### Record excerpts
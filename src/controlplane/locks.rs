//! Resource Lock Manager
//!
//! Mutual exclusion keyed by `(scope, id)`. Operations on the same resource
//! are serialized; different resources proceed in parallel. Guards are held
//! across driver calls, so the mutexes are async.
//!
//! Multi-resource operations take their locks through [`ResourceLocks::lock_all`],
//! which acquires in [`LockScope`] order (volume, snapshot, attachment,
//! backup) and then by id, so two operations never wait on each other in
//! opposite order.

use dashmap::DashMap;
use prometheus::IntGauge;
use std::fmt;
use std::sync::Arc;
use std::time::Duration;
use tokio::sync::{Mutex, OwnedMutexGuard};
use tracing::{debug, warn};

use crate::error::{Error, Result};

/// Kind of resource a lock protects; the derive order is the acquisition order
#[derive(Debug, Clone, Copy, PartialEq, Eq, PartialOrd, Ord, Hash)]
pub enum LockScope {
    Volume,
    Snapshot,
    Attachment,
    Backup,
}

impl fmt::Display for LockScope {
    fn fmt(&self, f: &mut fmt::Formatter<'_>) -> fmt::Result {
        match self {
            LockScope::Volume => write!(f, "volume"),
            LockScope::Snapshot => write!(f, "snapshot"),
            LockScope::Attachment => write!(f, "attachment"),
            LockScope::Backup => write!(f, "backup"),
        }
    }
}

/// Lock key
#[derive(Debug, Clone, PartialEq, Eq, PartialOrd, Ord, Hash)]
pub struct ResourceKey {
    pub scope: LockScope,
    pub id: String,
}

impl ResourceKey {
    pub fn new(scope: LockScope, id: impl Into<String>) -> Self {
        Self {
            scope,
            id: id.into(),
        }
    }

    pub fn volume(id: impl Into<String>) -> Self {
        Self::new(LockScope::Volume, id)
    }

    pub fn snapshot(id: impl Into<String>) -> Self {
        Self::new(LockScope::Snapshot, id)
    }

    pub fn attachment(id: impl Into<String>) -> Self {
        Self::new(LockScope::Attachment, id)
    }

    pub fn backup(id: impl Into<String>) -> Self {
        Self::new(LockScope::Backup, id)
    }

    /// Backend object being brought under management as a new volume
    pub fn manage_reference(backend: &str, identifier: &str) -> Self {
        Self::volume(format!("{}/{}", backend, identifier))
    }
}

impl fmt::Display for ResourceKey {
    fn fmt(&self, f: &mut fmt::Formatter<'_>) -> fmt::Result {
        write!(f, "{} {}", self.scope, self.id)
    }
}

type LockTable = DashMap<ResourceKey, Arc<Mutex<()>>>;

// =============================================================================
// Guard
// =============================================================================

/// Held lock on one resource; released on drop
pub struct ResourceGuard {
    key: ResourceKey,
    guard: Option<OwnedMutexGuard<()>>,
    table: Arc<LockTable>,
    gauge: Option<IntGauge>,
}

impl ResourceGuard {
    pub fn key(&self) -> &ResourceKey {
        &self.key
    }
}

impl fmt::Debug for ResourceGuard {
    fn fmt(&self, f: &mut fmt::Formatter<'_>) -> fmt::Result {
        f.debug_struct("ResourceGuard").field("key", &self.key).finish()
    }
}

impl Drop for ResourceGuard {
    fn drop(&mut self) {
        drop(self.guard.take());
        // Only the table still references an idle mutex
        self.table
            .remove_if(&self.key, |_, mutex| Arc::strong_count(mutex) == 1);
        if let Some(ref gauge) = self.gauge {
            gauge.dec();
        }
        debug!("Released lock on {}", self.key);
    }
}

// =============================================================================
// Lock Manager
// =============================================================================

/// Per-resource lock table
#[derive(Clone)]
pub struct ResourceLocks {
    table: Arc<LockTable>,
    timeout: Option<Duration>,
    gauge: Option<IntGauge>,
}

impl ResourceLocks {
    /// Locks that wait indefinitely
    pub fn new() -> Self {
        Self {
            table: Arc::new(DashMap::new()),
            timeout: None,
            gauge: None,
        }
    }

    /// Fail with `ResourceBusy` when a lock is not acquired within `timeout`
    pub fn with_timeout(mut self, timeout: Duration) -> Self {
        self.timeout = Some(timeout);
        self
    }

    /// Track the number of held locks in `gauge`
    pub fn with_gauge(mut self, gauge: IntGauge) -> Self {
        self.gauge = Some(gauge);
        self
    }

    fn mutex_for(&self, key: &ResourceKey) -> Arc<Mutex<()>> {
        self.table
            .entry(key.clone())
            .or_insert_with(|| Arc::new(Mutex::new(())))
            .clone()
    }

    fn guard(&self, key: ResourceKey, guard: OwnedMutexGuard<()>) -> ResourceGuard {
        if let Some(ref gauge) = self.gauge {
            gauge.inc();
        }
        debug!("Acquired lock on {}", key);
        ResourceGuard {
            key,
            guard: Some(guard),
            table: self.table.clone(),
            gauge: self.gauge.clone(),
        }
    }

    /// Wait for the lock on one resource
    pub async fn lock(&self, key: ResourceKey) -> Result<ResourceGuard> {
        let mutex = self.mutex_for(&key);
        let guard = match self.timeout {
            Some(timeout) => match tokio::time::timeout(timeout, mutex.lock_owned()).await {
                Ok(guard) => guard,
                Err(_) => {
                    warn!("Timed out after {:?} waiting for lock on {}", timeout, key);
                    return Err(Error::ResourceBusy {
                        resource: key.to_string(),
                    });
                }
            },
            None => mutex.lock_owned().await,
        };
        Ok(self.guard(key, guard))
    }

    /// Take the lock only if it is free
    pub fn try_lock(&self, key: ResourceKey) -> Result<ResourceGuard> {
        let mutex = self.mutex_for(&key);
        match mutex.try_lock_owned() {
            Ok(guard) => Ok(self.guard(key, guard)),
            Err(_) => Err(Error::ResourceBusy {
                resource: key.to_string(),
            }),
        }
    }

    /// Lock several resources in canonical order; duplicates are locked once
    pub async fn lock_all(&self, keys: Vec<ResourceKey>) -> Result<Vec<ResourceGuard>> {
        let mut keys = keys;
        keys.sort();
        keys.dedup();

        let mut guards = Vec::with_capacity(keys.len());
        for key in keys {
            guards.push(self.lock(key).await?);
        }
        Ok(guards)
    }

    /// Whether someone holds the lock on `key`
    pub fn is_locked(&self, key: &ResourceKey) -> bool {
        self.table
            .get(key)
            .map(|m| m.try_lock().is_err())
            .unwrap_or(false)
    }

    /// Number of lock entries currently tracked
    pub fn len(&self) -> usize {
        self.table.len()
    }

    pub fn is_empty(&self) -> bool {
        self.table.is_empty()
    }
}

impl Default for ResourceLocks {
    fn default() -> Self {
        Self::new()
    }
}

### Exercise details
Each line in the data that has the word "PartialEq" counts once; state how many such lines there are, without comment.

### Exercise answer
2